Over the past few months, a white, four-foot tall robot has roamed the Gunn halls, taking in the sights of students, teachers and administrators. Miles away, a special-needs student at Gunn sits at home, controlling the robot from his bedroom. Although this student is not physically able to attend school due to his special needs, VGo—a new remote-controlled robot—allows him to be active during class and participate in the school community.
The VGo robot is a telepresence device that allows someone to not be at school without sacrificing mobility or interaction.
The remote-controlled robot is equipped with two wheels, a wireless digital screen and a video camera. VGo users download an application onto their computer home. The software allows students to monitor the VGo’s surroundings, video conference with others and remotely control the robot’s movements through the keyboard. VGo essentially serves as a personal avatar for users.
In terms of education, VGo is focused on distant learning and is targeted towards home bound students. The Palo Alto Unified School District (PAUSD) first took interest in the technology of telepresence because of the increasingly large number of students with physical disabilities who are unable to come to school. “PAUSD was interested in buying a telepresence robot because we wanted students with special needs to be as integrated in school as possible,” Gunn technician Brett Demetris said.
PAUSD started the pilot program for VGo at Gunn in August 2013. During the pilot, the robot was evaluated for sustainability, reliability and classroom acceptance through a series of test runs and student trials. “The first thing we did was drive the VGo around campus,” Assistive Technology Specialist Brian Gadus said. “Many teachers around Gunn and I drove it to see how the controls felt, pushing its limits to see what it could and couldn’t do as far as navigating the campus.”
Even in these first stages of testing, the robot experienced a number of difficulties. The major issue is that the robot relies on a wi-fi connection at all times. Because the robot is completely wireless, it loses all capabilities once it is unable to receive a connection. “If the robot is interacting with a person when the robot is not connected, it can be really troublesome for the person on the other end, because they’re not seeing anything and they can’t do anything about it,” Gadus said. According to the students who tested the robot, it was a cool technology, but it was weird to handle and control.

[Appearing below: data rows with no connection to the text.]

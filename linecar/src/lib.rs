// SPDX-License-Identifier: MIT
// © 2025–2026 Christopher Liu

//! # Linecar
//!
//! Hardware-independent core of the line-following car firmware: the control loop, its command
//! protocol and the drivers for the car's peripheral chips. Board bring-up lives in the `firmware`
//! crate.
//!
//! ## Crate Structure
//!
//! | Module | Purpose |
//! | ------ | -------- |
//! | [`control`] | Position estimate, PID, drive mixer and the control loop |
//! | [`protocol`] | Inter-core messages, link framing, mailbox and command handling |
//! | [`drivers`] | Device-level drivers (PCA9685, PCF8574, WS2812) |
//! | [`traits`] | Interfaces between the loop and the hardware |
//! | [`config`] | Compile-time loop configuration |
//!
//! ## Getting Started
//!
//! Run the host tests:
//!
//! ```bash
//! cargo test -p linecar
//! ```
//!
//! ## License
//!
//! Licensed under the **MIT License**.
//! See the `LICENSE` file in the repository root for full terms.
//!
//! © 2025–2026 Christopher Liu

#![cfg_attr(not(test), no_std)]

pub mod config;
pub mod control;
pub mod drivers;
pub mod protocol;
pub mod traits;

pub use config::LoopConfig;
pub use control::{LineFollower, TickReport};
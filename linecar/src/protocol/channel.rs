// SPDX-License-Identifier: MIT
// © 2025–2026 Christopher Liu

//! Command channel of the control loop.
//!
//! Polled once per tick. Takes at most one message from the transport, decodes it, and applies it
//! to the [`CarContext`] before the loop reads any parameter.

use crate::control::CarContext;
use crate::protocol::messages::{
    Command, IpcMessage, Payload, BRIDGE_NTF_RELAY, CLIENT_CONTROL_TO_BRIDGE, USR_CODE_CMD,
};
use crate::traits::Transport;

#[derive(Copy, Clone, Debug, Default, Eq, PartialEq)]
pub struct ChannelStats {
    /// Messages taken from the transport.
    pub received: u32,
    /// Malformed messages dropped.
    pub rejected: u32,
    /// Echo payloads handed to the bridge.
    pub relayed: u32,
    /// Echo payloads dropped because the bridge was busy.
    pub relay_dropped: u32,
}

pub struct CommandChannel<T: Transport> {
    transport: T,
    stats: ChannelStats,
}

impl<T: Transport> CommandChannel<T> {
    pub fn new(transport: T) -> Self {
        Self {
            transport,
            stats: ChannelStats::default(),
        }
    }

    pub fn stats(&self) -> ChannelStats {
        self.stats
    }

    pub fn transport(&self) -> &T {
        &self.transport
    }

    /// Handle one pending message, if any. Returns the command that was applied.
    pub fn poll(&mut self, ctx: &mut CarContext) -> Option<Command> {
        if !self.transport.is_message_available() {
            return None;
        }
        let msg = match self.transport.receive() {
            Ok(msg) => msg,
            Err(nb::Error::WouldBlock) => return None,
            Err(nb::Error::Other(e)) => {
                log::warn!("transport receive failed: {:?}", e);
                return None;
            }
        };
        self.stats.received = self.stats.received.wrapping_add(1);

        let cmd = match Command::decode(&msg) {
            Ok(cmd) => cmd,
            Err(e) => {
                self.stats.rejected = self.stats.rejected.wrapping_add(1);
                log::debug!("command dropped: {:?}", e);
                return None;
            }
        };

        self.apply(&cmd, ctx);
        Some(cmd)
    }

    fn apply(&mut self, cmd: &Command, ctx: &mut CarContext) {
        match cmd {
            Command::StartCar => {
                log::info!("start");
                ctx.start();
            }
            Command::StopCar => {
                log::info!("stop");
                ctx.stop();
            }
            Command::SetParameter(param, value) => {
                ctx.params.apply(*param, *value);
                log::info!("tune {:?} = {}", param, value);
            }
            Command::EchoRelay(data) => self.relay(data),
        }
    }

    fn relay(&mut self, data: &Payload) {
        let mut payload = Payload::new();
        // Echo operands are one byte shorter than the inbound payload, so the prefix always fits.
        if payload.push(BRIDGE_NTF_RELAY).is_err() || payload.extend_from_slice(data).is_err() {
            return;
        }
        let msg = IpcMessage {
            client_id: CLIENT_CONTROL_TO_BRIDGE,
            user_code: USR_CODE_CMD,
            payload,
        };

        match self.transport.send(msg) {
            Ok(()) => self.stats.relayed = self.stats.relayed.wrapping_add(1),
            Err(nb::Error::WouldBlock) => {
                self.stats.relay_dropped = self.stats.relay_dropped.wrapping_add(1);
                log::debug!("bridge busy, echo dropped");
            }
            Err(nb::Error::Other(e)) => {
                self.stats.relay_dropped = self.stats.relay_dropped.wrapping_add(1);
                log::warn!("echo relay failed: {:?}", e);
            }
        }
    }
}

#[cfg(test)]
mod tests {
    use super::*;
    use crate::control::{DriveState, RuntimeParameters, TuneParam};
    use crate::protocol::mailbox::{MailboxTransport, SingleSlot};
    use crate::protocol::messages::{CMD_ECHO, CMD_START_CAR, CMD_STOP_CAR, CMD_TUNE};

    fn cmd(bytes: &[u8]) -> IpcMessage {
        IpcMessage::to_control(bytes).unwrap()
    }

    /// Transport whose availability flag is set independently of its queue.
    struct FlaggedLink {
        flag: bool,
        pending: Option<IpcMessage>,
    }

    impl Transport for FlaggedLink {
        type Error = core::convert::Infallible;

        fn is_message_available(&self) -> bool {
            self.flag
        }

        fn receive(&mut self) -> nb::Result<IpcMessage, Self::Error> {
            self.pending.take().ok_or(nb::Error::WouldBlock)
        }

        fn send(&mut self, _msg: IpcMessage) -> nb::Result<(), Self::Error> {
            Ok(())
        }
    }

    #[test]
    fn empty_transport_does_nothing() {
        let (inbox, outbox) = (SingleSlot::new(), SingleSlot::new());
        let mut channel = CommandChannel::new(MailboxTransport::new(&inbox, &outbox));
        let mut ctx = CarContext::default();

        assert!(channel.poll(&mut ctx).is_none());
        assert_eq!(ctx, CarContext::default());
        assert_eq!(channel.stats(), ChannelStats::default());
    }

    #[test]
    fn nothing_is_taken_until_flagged_available() {
        let mut channel = CommandChannel::new(FlaggedLink {
            flag: false,
            pending: Some(cmd(&[CMD_START_CAR])),
        });
        let mut ctx = CarContext::default();

        assert!(channel.poll(&mut ctx).is_none());
        assert!(channel.transport().pending.is_some());
        assert_eq!(ctx.state(), DriveState::Idle);
    }

    #[test]
    fn tune_kp_changes_only_kp() {
        let (inbox, outbox) = (SingleSlot::new(), SingleSlot::new());
        let mut channel = CommandChannel::new(MailboxTransport::new(&inbox, &outbox));
        let mut ctx = CarContext::default();

        inbox.post(cmd(&[CMD_TUNE, 2, 0xEE, 0x02])).unwrap();
        assert_eq!(
            channel.poll(&mut ctx),
            Some(Command::SetParameter(TuneParam::Kp, 750))
        );

        let expected = RuntimeParameters {
            kp: 750.0,
            ..RuntimeParameters::default()
        };
        assert_eq!(ctx.params, expected);
        assert_eq!(ctx.state(), DriveState::Idle);
    }

    #[test]
    fn start_then_stop_twice() {
        let (inbox, outbox) = (SingleSlot::new(), SingleSlot::new());
        let mut channel = CommandChannel::new(MailboxTransport::new(&inbox, &outbox));
        let mut ctx = CarContext::default();

        inbox.post(cmd(&[CMD_START_CAR])).unwrap();
        channel.poll(&mut ctx);
        assert_eq!(ctx.state(), DriveState::Running);

        inbox.post(cmd(&[CMD_STOP_CAR])).unwrap();
        channel.poll(&mut ctx);
        let once = ctx;

        inbox.post(cmd(&[CMD_STOP_CAR])).unwrap();
        channel.poll(&mut ctx);
        assert_eq!(ctx, once);
        assert_eq!(ctx.state(), DriveState::Stopped);
    }

    #[test]
    fn malformed_messages_are_counted() {
        let (inbox, outbox) = (SingleSlot::new(), SingleSlot::new());
        let mut channel = CommandChannel::new(MailboxTransport::new(&inbox, &outbox));
        let mut ctx = CarContext::default();

        for bad in [&[0x09u8][..], &[CMD_TUNE, 2][..], &[CMD_TUNE, 9, 0, 0][..]] {
            inbox.post(cmd(bad)).unwrap();
            assert!(channel.poll(&mut ctx).is_none());
        }

        assert_eq!(channel.stats().received, 3);
        assert_eq!(channel.stats().rejected, 3);
        assert_eq!(ctx, CarContext::default());
    }

    #[test]
    fn echo_is_relayed_with_notify_prefix() {
        let (inbox, outbox) = (SingleSlot::new(), SingleSlot::new());
        let mut channel = CommandChannel::new(MailboxTransport::new(&inbox, &outbox));
        let mut ctx = CarContext::default();

        inbox.post(cmd(&[CMD_ECHO, b'p', b'i', b'n', b'g'])).unwrap();
        channel.poll(&mut ctx);

        let relayed = outbox.try_take().unwrap();
        assert_eq!(relayed.payload.as_slice(), &[BRIDGE_NTF_RELAY, b'p', b'i', b'n', b'g']);
        assert_eq!(channel.stats().relayed, 1);
    }

    #[test]
    fn echo_dropped_when_bridge_busy() {
        let (inbox, outbox) = (SingleSlot::new(), SingleSlot::new());
        let mut channel = CommandChannel::new(MailboxTransport::new(&inbox, &outbox));
        let mut ctx = CarContext::default();

        outbox.post(IpcMessage::to_bridge(&[0x02]).unwrap()).unwrap();
        inbox.post(cmd(&[CMD_ECHO, 1])).unwrap();
        channel.poll(&mut ctx);

        assert_eq!(channel.stats().relay_dropped, 1);
        assert_eq!(outbox.try_take().unwrap().payload.as_slice(), &[0x02]);
    }

    #[test]
    fn one_message_per_poll() {
        let inbox: crate::protocol::Mailbox<2> = crate::protocol::Mailbox::new();
        let outbox = SingleSlot::new();
        let mut channel = CommandChannel::new(MailboxTransport::new(&inbox, &outbox));
        let mut ctx = CarContext::default();

        inbox.post(cmd(&[CMD_START_CAR])).unwrap();
        inbox.post(cmd(&[CMD_STOP_CAR])).unwrap();

        assert_eq!(channel.poll(&mut ctx), Some(Command::StartCar));
        assert_eq!(ctx.state(), DriveState::Running);
        assert_eq!(channel.poll(&mut ctx), Some(Command::StopCar));
        assert_eq!(ctx.state(), DriveState::Stopped);
    }
}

Technicians are also troubled by the possible reception of the robot in the classroom. Gadus believes that students physically in the classroom may be distracted by or will be unaccepting of the “different” student at school. “One of the biggest issues with the robot is the stigma that’s attached to it just because being the only one using something in a classroom just really stands out,” Gadus said. If the robot were to be implemented in the classroom, Gadus plans to have a pre-orientation lesson with students, discussing basic conduct with the VGo and how to treat it. Gadus hopes that students would be able to treat the VGo like any other student at Gunn. “You wouldn’t lift up your classmate or start touching his or her face, and it’s important that students remember that,” he said.
Gadus explains that the robot will be placed in one class and eventually, if VGo proves to be useful, be moved all over school to other classes and around campus to interact with other students. “As it is, we’re experiencing a lot of technical difficulties so we’re looking to conduct more student trials and get more feedback,” he said.
Still, the Gunn technicians are hopeful of the potential uses of VGo. “Imagine Gunn students being able to tour the Louvre from their classrooms,” Demetris said. “Thousands of VGos would be rolling around the Louvre, all student controlled. The impact of VGo on education is boundless.”